5.  We are subject to risks arising from currency exchange rate fluctuations, which may adversely affect our results of operations and financial condition.
 
We are subject to currency exchange rate risk to the extent that our costs are denominated in currencies other than those in which we earn revenues.  In addition, since our financial statements are denominated in U.S. dollars, changes in currency exchange rates between the U.S. dollar and other currencies have had, and will continue to have, an impact on our results of operations.  Although we address currency risk management through regular operating and financing activities, and through the use of derivative financial instruments, those actions may not prove to be fully effective.
 
6.  Increased prices for, or unavailability of, raw materials used in our products could adversely affect profitability.
 
Our profitability is affected by the prices of the raw materials used in the manufacture of our products.  These prices fluctuate based on a number of factors beyond our control, including changes in supply and demand, general economic conditions, labor costs, fuel-related delivery costs, competition, import duties, tariffs, currency exchange rates, and, in some cases, government regulation.  Significant increases in the prices of raw materials that cannot be recovered through increases in the price of our products could adversely affect our results of operations and cash flows.
 
We cannot guarantee that the prices we are paying for commodities today will continue in the future or that the marketplace will continue to support current prices for our products or that such prices can be adjusted to fully offset commodity price increases in the future.  Any increases in prices resulting from a tightening supply of these or other commodities could adversely affect our profitability.  We do not engage in hedging transactions for raw material purchases, but we do enter into some fixed-price supply contracts.
 
Our dependency upon regular deliveries of supplies from particular suppliers means that interruptions or stoppages in such deliveries could adversely affect our operations until arrangements with alternate suppliers could be made.  Several of the raw materials used in the manufacture of our products currently are procured from a single source.  If any of these sole-source suppliers were unable to deliver these materials for an extended period of time as a result of financial difficulties, catastrophic events affecting their facilities, or other factors, or if we were unable to negotiate acceptable terms for the supply of materials with these sole-source suppliers, our business could be adversely affected.  We may not be able to find acceptable alternatives, and any such alternatives could result in increased costs.  Extended unavailability of a necessary raw material could cause us to cease manufacturing one or more products for a period of time.

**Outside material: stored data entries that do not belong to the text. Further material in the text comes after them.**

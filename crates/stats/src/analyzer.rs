use serde::Serialize;
use tracing::debug;

use crate::config::{StatsConfig, ZScoreFormula};
use crate::error::StatsError;
use crate::series::ScoreSeries;

/// Read-only statistics over a [`ScoreSeries`].
///
/// Nothing is cached; every accessor recomputes from the series. Aggregates
/// over *all* entries count a no-match as `0`, aggregates prefixed with
/// `match_` only look at matched entries.
#[derive(Debug, Clone, Copy)]
pub struct Analyzer<'a> {
    series: &'a ScoreSeries,
    formula: ZScoreFormula,
}

impl<'a> Analyzer<'a> {
    pub fn new(series: &'a ScoreSeries) -> Self {
        Self::with_config(series, &StatsConfig::default())
    }

    pub fn with_config(series: &'a ScoreSeries, cfg: &StatsConfig) -> Self {
        Self {
            series,
            formula: cfg.z_score,
        }
    }

    pub fn matched_scores(&self) -> Vec<i64> {
        self.series.matched().collect()
    }

    pub fn match_ratio(&self) -> Result<f64, StatsError> {
        self.require_entries()?;
        Ok(self.series.matched_count() as f64 / self.series.len() as f64)
    }

    pub fn mean(&self) -> Result<f64, StatsError> {
        self.require_entries()?;
        Ok(average(self.all_values()))
    }

    pub fn match_mean(&self) -> Result<f64, StatsError> {
        self.require_matches()?;
        Ok(average(self.matched_values()))
    }

    /// Smallest and largest matched score.
    pub fn min_max(&self) -> Result<(i64, i64), StatsError> {
        self.require_matches()?;
        let mut matched = self.series.matched();
        let first = matched.next().ok_or(StatsError::NoMatches)?;
        Ok(matched.fold((first, first), |(lo, hi), s| (lo.min(s), hi.max(s))))
    }

    pub fn range(&self) -> Result<i64, StatsError> {
        let (min, max) = self.min_max()?;
        Ok(max.saturating_sub(min))
    }

    /// Population standard deviation over all entries.
    pub fn std_deviation(&self) -> Result<f64, StatsError> {
        let mean = self.mean()?;
        Ok(deviation(self.all_values(), mean))
    }

    pub fn match_std_deviation(&self) -> Result<f64, StatsError> {
        let mean = self.match_mean()?;
        Ok(deviation(self.matched_values(), mean))
    }

    /// One value per entry, relative to the mean and deviation of all
    /// entries.
    pub fn z_scores(&self) -> Result<Vec<f64>, StatsError> {
        let mean = self.mean()?;
        let std_dev = self.std_deviation()?;
        self.z_scores_against(mean, std_dev)
    }

    /// One value per entry (matched or not), relative to the mean and
    /// deviation of the matched entries only.
    pub fn match_z_scores(&self) -> Result<Vec<f64>, StatsError> {
        let mean = self.match_mean()?;
        let std_dev = self.match_std_deviation()?;
        self.z_scores_against(mean, std_dev)
    }

    fn z_scores_against(&self, mean: f64, std_dev: f64) -> Result<Vec<f64>, StatsError> {
        if std_dev == 0.0 {
            return Err(StatsError::ZeroDeviation);
        }
        let scores = self.all_values();
        Ok(match self.formula {
            ZScoreFormula::Legacy => {
                let offset = mean / std_dev;
                scores.map(|s| s - offset).collect()
            }
            ZScoreFormula::Standard => scores.map(|s| (s - mean) / std_dev).collect(),
        })
    }

    fn all_values(&self) -> impl Iterator<Item = f64> + 'a {
        let series: &'a ScoreSeries = self.series;
        series
            .entries()
            .iter()
            .map(|e| e.unwrap_or(0) as f64)
    }

    fn matched_values(&self) -> impl Iterator<Item = f64> + 'a {
        let series: &'a ScoreSeries = self.series;
        series.matched().map(|s| s as f64)
    }

    fn require_entries(&self) -> Result<(), StatsError> {
        if self.series.is_empty() {
            return Err(StatsError::EmptySeries);
        }
        Ok(())
    }

    fn require_matches(&self) -> Result<(), StatsError> {
        self.require_entries()?;
        if self.series.matched_count() == 0 {
            return Err(StatsError::NoMatches);
        }
        Ok(())
    }
}

fn average(values: impl Iterator<Item = f64>) -> f64 {
    let (sum, count) = values.fold((0.0, 0usize), |(sum, n), v| (sum + v, n + 1));
    sum / count as f64
}

fn deviation(values: impl Iterator<Item = f64>, mean: f64) -> f64 {
    average(values.map(|v| (v - mean).powi(2))).sqrt()
}

/// Every statistic for one series, as a serializable table.
///
/// Fields that depend on matched entries, or on a non-zero deviation, are
/// `None` when the series does not define them.
#[derive(Debug, Clone, PartialEq, Serialize)]
pub struct StatsReport {
    pub scores: ScoreSeries,
    pub matched_scores: Vec<i64>,
    pub match_ratio: f64,
    pub mean: f64,
    pub std_deviation: f64,
    pub z_scores: Option<Vec<f64>>,
    pub match_mean: Option<f64>,
    pub min_max: Option<(i64, i64)>,
    pub range: Option<i64>,
    pub match_std_deviation: Option<f64>,
    pub match_z_scores: Option<Vec<f64>>,
}

/// Computes a [`StatsReport`] for `series`.
///
/// Fails only when the series is empty.
pub fn analyze(series: &ScoreSeries, cfg: &StatsConfig) -> Result<StatsReport, StatsError> {
    let analyzer = Analyzer::with_config(series, cfg);

    let report = StatsReport {
        scores: series.clone(),
        matched_scores: analyzer.matched_scores(),
        match_ratio: analyzer.match_ratio()?,
        mean: analyzer.mean()?,
        std_deviation: analyzer.std_deviation()?,
        z_scores: analyzer.z_scores().ok(),
        match_mean: analyzer.match_mean().ok(),
        min_max: analyzer.min_max().ok(),
        range: analyzer.range().ok(),
        match_std_deviation: analyzer.match_std_deviation().ok(),
        match_z_scores: analyzer.match_z_scores().ok(),
    };

    debug!(
        entries = series.len(),
        matched = report.matched_scores.len(),
        formula = ?cfg.z_score,
        "series_analyzed"
    );
    Ok(report)
}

7.  The Company could face labor disruptions that would interfere with operations.
 
As of June 30, 2015, approximately 40% of Hillenbrand’s employees work under collective bargaining agreements.  Although we have not experienced any significant work stoppages in the past 20 years as a result of labor disagreements, we cannot ensure that such a stoppage will not occur in the future.  Inability to negotiate satisfactory new agreements or a labor disturbance at one or more of our facilities could have a material adverse effect on our operations.
 
8.  Volatility in our investment portfolio could adversely impact our operating results and financial condition.
 
Hillenbrand has certain investments that were transferred to us by our former parent company with an aggregate carrying value of $8.4 as of June 30, 2015.  Volatility in our investment portfolio impacts earnings.  These investments could be adversely affected by general economic conditions, changes in interest rates, equity market volatility, and other factors, resulting in an adverse impact on our operating results and financial condition.
 
9.  We are involved from time to time in claims, lawsuits, and governmental proceedings relating to our operations, including environmental, antitrust, patent infringement, business practices, commercial transactions, and other matters.  The ultimate outcome of these claims, lawsuits, and governmental proceedings cannot be predicted with certainty, but could have a material adverse effect on our financial condition, results of operations, and cash flows.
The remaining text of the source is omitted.